No Title

EECS 225d: Midterm 2, April 25, 1997
Version with correct answers (not necessarily unique)

Name: For multiple choice questions, also write a brief (1-2 sentence) explanation of why the answer is correct. The parenthesized numbers after each question number give the relative point value of each question.

(2) In cepstral analysis of speech, the vocal tract characteristics would most clearly be seen in

a)
the zeroth coefficient
b)
low-time coefficients
c)
high-time coefficients
d)
equally in all coefficients

The formant (resonant) structure of the vocal tract frequency response primarily affects the low-time ceptral coefficients (b); for voiced sounds, the higher coefficients are more indicative of the pitch.
(2) LPC spectral analysis

a)
yields a pole-only representation
b)
can be more affected by pitch for children than for adults
c)
tends to model spectral peaks better than valleys
d)
all of the above

LPC analysis yields a pole-only representation, since it corresponds to an autoregressive model of speech production; however, the other choices above are also true. Voiced sounds with high pitch (such as those produced by children) have relatively few harmonic components, and so the spectral estimate can be strongly effected by the fundamental frequency. Finally, due to the pole-only representation and the squared error criterion, peaks are represented more faithfully than valleys. Therefore, (d) is the correct answer.
(2) A local slope constraint for DTW could be

a)
The start of an input word cannot be matched to the end of a reference template
b)
Subtract the local distance from the best global distance
c)
Cross-country skis are not permitted for the higher slopes
d)
Predecessor global distances used to compute the current global distance are constrained to the previous or current input or reference frames.
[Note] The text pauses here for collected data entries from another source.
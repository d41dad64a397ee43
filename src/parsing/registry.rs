//! Grammar Registry (spec.md §4.A): built-in extension map plus user
//! installed extensions read from `<workspace>/.cog/extensions.json`.

use std::collections::HashMap;
use std::fs;
use std::path::Path;

use serde::{Deserialize, Serialize};

use crate::parsing::language::Language;

#[derive(Debug, Clone)]
pub enum GrammarConfig {
    TreeSitter {
        language: Language,
    },
    External {
        #[allow(dead_code)]
        command_template: String,
    },
}

#[derive(Debug, Clone, Serialize, Deserialize)]
struct ExternalGrammarEntry {
    id: String,
    extensions: Vec<String>,
    command: String,
    #[serde(default)]
    debugger: Option<serde_json::Value>,
}

#[derive(Debug, Clone, Default, Serialize, Deserialize)]
struct ExtensionsFile {
    #[serde(default)]
    grammars: Vec<ExternalGrammarEntry>,
}

/// Maps lowercase extensions (without the dot) to a `GrammarConfig`.
/// Built-ins are registered at construction; installed extensions loaded
/// from `extensions.json` shadow built-ins with the same extension.
#[derive(Debug, Clone, Default)]
pub struct GrammarRegistry {
    external: HashMap<String, GrammarConfig>,
}

impl GrammarRegistry {
    pub fn new() -> Self {
        Self::default()
    }

    /// Loads `<workspace>/.cog/extensions.json` if present. Missing file is
    /// not an error; a malformed one is (surfaced to the caller to log).
    pub fn load_installed(&mut self, cog_dir: &Path) -> std::io::Result<()> {
        let path = cog_dir.join("extensions.json");
        if !path.exists() {
            return Ok(());
        }
        let raw = fs::read_to_string(&path)?;
        let parsed: ExtensionsFile = serde_json::from_str(&raw)
            .map_err(|e| std::io::Error::new(std::io::ErrorKind::InvalidData, e))?;
        for entry in parsed.grammars {
            for ext in &entry.extensions {
                self.external.insert(
                    ext.trim_start_matches('.').to_ascii_lowercase(),
                    GrammarConfig::External {
                        command_template: entry.command.clone(),
                    },
                );
            }
        }
        Ok(())
    }

    /// Resolves an extension (without the leading dot) to a grammar config.
    /// Installed extensions shadow built-ins sharing the same extension.
    pub fn resolve(&self, ext: &str) -> Option<GrammarConfig> {
        let key = ext.to_ascii_lowercase();
        if let Some(cfg) = self.external.get(&key) {
            return Some(cfg.clone());
        }
        Language::from_extension(&key).map(|language| GrammarConfig::TreeSitter { language })
    }
}

#[cfg(test)]
mod tests {
    use super::*;

    #[test]
    fn resolves_built_in_extensions_without_a_config_file() {
        let registry = GrammarRegistry::new();
        assert!(matches!(
            registry.resolve("rs"),
            Some(GrammarConfig::TreeSitter {
                language: Language::Rust
            })
        ));
        assert!(registry.resolve("zig").is_none());
    }

    #[test]
    fn installed_extension_shadows_a_built_in() {
        let dir = tempfile::tempdir().unwrap();
        fs::write(
            dir.path().join("extensions.json"),
            r#"{"grammars":[{"id":"zig-lsp","extensions":["zig"],"command":"zig-ts {file}"}]}"#,
        )
        .unwrap();
        let mut registry = GrammarRegistry::new();
        registry.load_installed(dir.path()).unwrap();
        assert!(matches!(
            registry.resolve("zig"),
            Some(GrammarConfig::External { .. })
        ));
    }

    #[test]
    fn missing_extensions_file_is_not_an_error() {
        let dir = tempfile::tempdir().unwrap();
        let mut registry = GrammarRegistry::new();
        registry.load_installed(dir.path()).unwrap();
        assert!(registry.resolve("go").is_some());
    }
}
Selection (d) corresponds to the local slope constraint - that is, for each local decision in the dynamic programming, there is a constraint on legal predecessors. While selection (a) is a good constraint, it is a global one.
(2) A difference between a Hidden Markov Model (HMM) and a Markov Model (MM) is

a)
HMMs have better hiding places.
b)
MMs don't have observations.
c)
MM observations are deterministic, given a state transition
d)
HMM states have stochastic transitions

Selection (c) is correct - for HMMs, given a state transition we only know a density function for observations, while in the MM case the observation is determined by the transition.
(2) Mel cepstra, PLP cepstra, and LPC cepstra are all sometimes used for the front end of ASR systems. A major characteristic of all three analysis methods (in contrast to power spectra estimated as the squared magnitude of the DFT of the windowed data) is

a)
the effects of fundamental frequency are reduced
b)
coarser resolution at high frequencies than at low frequencies
c)
easier access to the excitation characteristics
d)
all three were invented by Swedish basketball players

All three methods are approaches to estimating smooth short-term spectra, and the smoothing has the effect of reducing the influence of pitch. Thus (a) is the answer. (b) is true for mel cepstra and PLP cepstra, but not for LPC cepstra - the error criterion is equally significant at high frequencies as at low frequencies. (c) is not right either - LPC analysis can directly provide an estimate of the excitation through the LPC residual, but PLP and mel cepstral analysis generate cepstra that result after spectral warping, so the excitation is not easily obtained. It has been pointed out to us that it is more likely that the basketball player inventors were American than Swedish.
(2) The frequency response in the peripheral auditory system is tonotopic (meaning center frequency changes with place) because:

a)
the frequency response of the different hair cells varies.
b)
basilar membrane stiffness decreases with distance from the base.
c)
synchrony of auditory fibers decreases with frequency.
d)
none of the above; auditory filter bandwidths are a function of cortical neurons.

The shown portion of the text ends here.